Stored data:
•••••

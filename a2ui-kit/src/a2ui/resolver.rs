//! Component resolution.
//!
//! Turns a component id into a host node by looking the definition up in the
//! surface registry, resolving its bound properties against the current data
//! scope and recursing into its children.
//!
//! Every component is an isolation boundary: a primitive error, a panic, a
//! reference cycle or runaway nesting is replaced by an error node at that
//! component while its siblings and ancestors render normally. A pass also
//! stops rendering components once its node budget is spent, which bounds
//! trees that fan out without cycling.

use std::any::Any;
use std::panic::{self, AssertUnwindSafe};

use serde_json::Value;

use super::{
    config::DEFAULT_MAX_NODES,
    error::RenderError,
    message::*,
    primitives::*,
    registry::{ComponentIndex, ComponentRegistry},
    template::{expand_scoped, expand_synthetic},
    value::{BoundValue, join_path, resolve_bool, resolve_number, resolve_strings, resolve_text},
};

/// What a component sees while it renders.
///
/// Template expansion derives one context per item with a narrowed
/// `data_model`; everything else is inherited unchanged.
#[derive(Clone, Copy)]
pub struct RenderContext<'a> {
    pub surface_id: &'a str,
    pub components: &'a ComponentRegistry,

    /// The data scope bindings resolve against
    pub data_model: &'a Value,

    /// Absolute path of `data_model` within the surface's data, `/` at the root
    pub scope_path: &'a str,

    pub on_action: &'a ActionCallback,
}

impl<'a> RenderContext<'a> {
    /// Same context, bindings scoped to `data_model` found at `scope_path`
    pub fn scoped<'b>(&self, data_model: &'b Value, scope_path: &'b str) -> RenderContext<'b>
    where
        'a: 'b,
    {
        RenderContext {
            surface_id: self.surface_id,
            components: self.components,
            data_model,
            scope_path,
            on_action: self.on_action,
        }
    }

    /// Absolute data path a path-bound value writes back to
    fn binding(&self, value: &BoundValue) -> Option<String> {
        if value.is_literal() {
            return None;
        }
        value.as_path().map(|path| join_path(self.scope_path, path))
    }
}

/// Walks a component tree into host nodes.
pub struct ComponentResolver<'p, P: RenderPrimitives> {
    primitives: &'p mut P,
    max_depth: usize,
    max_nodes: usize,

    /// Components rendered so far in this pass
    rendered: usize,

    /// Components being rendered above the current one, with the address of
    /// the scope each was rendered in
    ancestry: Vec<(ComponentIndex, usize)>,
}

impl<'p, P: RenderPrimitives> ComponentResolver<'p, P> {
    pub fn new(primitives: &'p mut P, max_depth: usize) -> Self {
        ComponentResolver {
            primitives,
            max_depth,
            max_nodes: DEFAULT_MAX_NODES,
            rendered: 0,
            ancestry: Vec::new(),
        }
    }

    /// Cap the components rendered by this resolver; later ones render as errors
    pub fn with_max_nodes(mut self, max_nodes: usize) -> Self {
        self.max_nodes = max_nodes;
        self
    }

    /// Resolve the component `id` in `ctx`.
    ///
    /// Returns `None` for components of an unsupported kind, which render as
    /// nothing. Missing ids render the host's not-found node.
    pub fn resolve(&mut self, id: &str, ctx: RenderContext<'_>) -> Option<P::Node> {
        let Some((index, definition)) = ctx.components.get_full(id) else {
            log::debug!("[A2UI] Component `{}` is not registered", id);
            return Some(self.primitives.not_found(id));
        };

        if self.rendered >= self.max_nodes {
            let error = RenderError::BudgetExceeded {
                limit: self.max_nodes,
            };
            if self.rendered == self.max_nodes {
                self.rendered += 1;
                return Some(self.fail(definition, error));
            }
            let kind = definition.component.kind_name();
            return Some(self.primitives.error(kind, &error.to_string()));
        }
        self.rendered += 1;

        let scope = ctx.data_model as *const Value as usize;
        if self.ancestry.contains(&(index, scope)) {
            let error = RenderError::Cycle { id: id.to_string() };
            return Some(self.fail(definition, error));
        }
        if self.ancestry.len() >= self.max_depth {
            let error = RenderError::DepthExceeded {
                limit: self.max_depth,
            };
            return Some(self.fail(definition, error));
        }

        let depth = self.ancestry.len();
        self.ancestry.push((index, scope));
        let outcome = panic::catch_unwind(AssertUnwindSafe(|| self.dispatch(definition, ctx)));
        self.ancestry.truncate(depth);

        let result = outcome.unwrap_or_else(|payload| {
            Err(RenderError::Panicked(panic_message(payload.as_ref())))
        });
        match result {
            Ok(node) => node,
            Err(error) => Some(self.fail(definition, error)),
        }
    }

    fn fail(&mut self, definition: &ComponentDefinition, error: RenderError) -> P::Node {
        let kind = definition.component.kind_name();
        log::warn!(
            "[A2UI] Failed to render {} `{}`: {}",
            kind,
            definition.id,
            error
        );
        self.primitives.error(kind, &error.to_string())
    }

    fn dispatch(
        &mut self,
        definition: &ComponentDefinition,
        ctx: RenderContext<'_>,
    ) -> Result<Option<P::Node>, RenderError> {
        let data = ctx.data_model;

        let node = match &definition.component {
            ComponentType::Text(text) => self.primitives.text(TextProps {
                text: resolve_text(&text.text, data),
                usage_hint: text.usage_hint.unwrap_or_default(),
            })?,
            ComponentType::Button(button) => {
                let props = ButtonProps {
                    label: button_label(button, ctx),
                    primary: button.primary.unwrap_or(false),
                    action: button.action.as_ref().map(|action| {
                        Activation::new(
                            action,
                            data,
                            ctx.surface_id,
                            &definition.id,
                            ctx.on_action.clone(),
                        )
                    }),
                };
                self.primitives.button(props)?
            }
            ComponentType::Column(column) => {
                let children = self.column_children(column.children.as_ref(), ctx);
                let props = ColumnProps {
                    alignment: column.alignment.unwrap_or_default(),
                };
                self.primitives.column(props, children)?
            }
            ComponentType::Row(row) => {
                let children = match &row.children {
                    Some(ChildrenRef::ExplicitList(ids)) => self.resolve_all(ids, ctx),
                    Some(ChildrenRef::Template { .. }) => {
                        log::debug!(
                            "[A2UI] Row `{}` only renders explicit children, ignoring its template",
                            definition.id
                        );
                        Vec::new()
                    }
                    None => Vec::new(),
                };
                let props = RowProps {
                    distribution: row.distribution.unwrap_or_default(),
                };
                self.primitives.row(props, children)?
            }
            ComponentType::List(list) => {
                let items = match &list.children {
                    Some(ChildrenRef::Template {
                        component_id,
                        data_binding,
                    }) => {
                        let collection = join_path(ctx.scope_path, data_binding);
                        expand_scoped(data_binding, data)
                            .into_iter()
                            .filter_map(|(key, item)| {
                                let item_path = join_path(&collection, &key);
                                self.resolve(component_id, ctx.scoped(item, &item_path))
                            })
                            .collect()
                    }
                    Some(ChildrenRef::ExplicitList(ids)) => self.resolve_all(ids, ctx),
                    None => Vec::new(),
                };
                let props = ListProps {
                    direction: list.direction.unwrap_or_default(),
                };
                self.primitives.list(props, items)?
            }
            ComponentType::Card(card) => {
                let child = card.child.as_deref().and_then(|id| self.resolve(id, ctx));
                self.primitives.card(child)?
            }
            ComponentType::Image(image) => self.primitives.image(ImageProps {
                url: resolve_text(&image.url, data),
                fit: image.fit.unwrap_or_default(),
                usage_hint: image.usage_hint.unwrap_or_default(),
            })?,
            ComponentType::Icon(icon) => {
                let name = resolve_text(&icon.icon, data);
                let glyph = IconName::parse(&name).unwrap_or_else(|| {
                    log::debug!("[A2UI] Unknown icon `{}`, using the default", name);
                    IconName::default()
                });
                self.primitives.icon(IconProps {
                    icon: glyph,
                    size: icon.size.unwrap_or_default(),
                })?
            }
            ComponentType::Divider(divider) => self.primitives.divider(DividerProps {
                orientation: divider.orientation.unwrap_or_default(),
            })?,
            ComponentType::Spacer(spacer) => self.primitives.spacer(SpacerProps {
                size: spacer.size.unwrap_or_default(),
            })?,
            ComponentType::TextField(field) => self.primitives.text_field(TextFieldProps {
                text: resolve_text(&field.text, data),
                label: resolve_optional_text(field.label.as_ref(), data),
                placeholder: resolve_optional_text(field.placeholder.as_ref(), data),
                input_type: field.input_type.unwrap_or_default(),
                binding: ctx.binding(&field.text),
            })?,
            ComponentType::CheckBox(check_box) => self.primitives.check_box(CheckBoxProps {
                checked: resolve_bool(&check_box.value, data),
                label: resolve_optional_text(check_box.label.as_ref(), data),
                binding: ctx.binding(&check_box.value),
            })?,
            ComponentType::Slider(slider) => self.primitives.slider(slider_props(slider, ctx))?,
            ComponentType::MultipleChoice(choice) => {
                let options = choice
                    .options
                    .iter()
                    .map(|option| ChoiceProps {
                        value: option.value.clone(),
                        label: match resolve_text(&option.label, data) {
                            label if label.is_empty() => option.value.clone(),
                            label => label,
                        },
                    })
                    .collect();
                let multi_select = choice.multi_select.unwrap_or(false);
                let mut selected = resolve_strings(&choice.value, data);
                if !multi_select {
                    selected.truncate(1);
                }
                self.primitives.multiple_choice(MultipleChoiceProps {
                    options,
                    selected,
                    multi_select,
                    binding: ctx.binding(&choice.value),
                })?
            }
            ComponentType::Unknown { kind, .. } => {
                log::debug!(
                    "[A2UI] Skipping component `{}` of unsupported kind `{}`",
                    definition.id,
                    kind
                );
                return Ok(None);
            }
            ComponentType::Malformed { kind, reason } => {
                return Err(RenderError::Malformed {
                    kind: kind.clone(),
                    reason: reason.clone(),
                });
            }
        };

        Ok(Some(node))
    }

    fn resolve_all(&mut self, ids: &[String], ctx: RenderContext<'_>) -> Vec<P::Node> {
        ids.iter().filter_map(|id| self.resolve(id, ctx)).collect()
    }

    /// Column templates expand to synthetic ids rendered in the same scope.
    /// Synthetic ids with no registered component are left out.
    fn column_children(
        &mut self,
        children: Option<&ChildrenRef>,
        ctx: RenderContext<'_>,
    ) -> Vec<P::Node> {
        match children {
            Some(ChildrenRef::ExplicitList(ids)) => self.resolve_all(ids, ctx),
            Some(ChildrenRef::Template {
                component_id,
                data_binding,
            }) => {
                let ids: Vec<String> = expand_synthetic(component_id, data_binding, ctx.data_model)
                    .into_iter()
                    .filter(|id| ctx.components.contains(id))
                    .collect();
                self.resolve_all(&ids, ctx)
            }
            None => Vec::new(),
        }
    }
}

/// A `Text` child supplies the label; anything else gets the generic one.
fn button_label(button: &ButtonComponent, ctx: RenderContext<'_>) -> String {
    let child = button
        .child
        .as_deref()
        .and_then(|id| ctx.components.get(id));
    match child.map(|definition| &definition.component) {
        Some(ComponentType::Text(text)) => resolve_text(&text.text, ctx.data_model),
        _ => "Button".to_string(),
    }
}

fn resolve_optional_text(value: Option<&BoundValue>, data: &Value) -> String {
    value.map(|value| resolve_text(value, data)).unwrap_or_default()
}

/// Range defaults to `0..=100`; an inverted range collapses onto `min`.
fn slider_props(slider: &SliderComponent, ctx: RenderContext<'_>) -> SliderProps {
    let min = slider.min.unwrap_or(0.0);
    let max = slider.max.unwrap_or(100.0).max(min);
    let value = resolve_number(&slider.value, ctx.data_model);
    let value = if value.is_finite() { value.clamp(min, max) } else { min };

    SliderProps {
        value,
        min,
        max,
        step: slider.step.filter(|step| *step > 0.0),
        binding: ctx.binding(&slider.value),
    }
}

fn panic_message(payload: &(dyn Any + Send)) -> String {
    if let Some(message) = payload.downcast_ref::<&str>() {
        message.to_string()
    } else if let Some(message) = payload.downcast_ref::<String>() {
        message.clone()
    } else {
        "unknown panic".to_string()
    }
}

•••••

Task objective:
Some lines above hold the word "Absolute". Copy all of them.

Solution:
    /// Absolute path of `data_model` within the surface's data, `/` at the root
    /// Absolute data path a path-bound value writes back to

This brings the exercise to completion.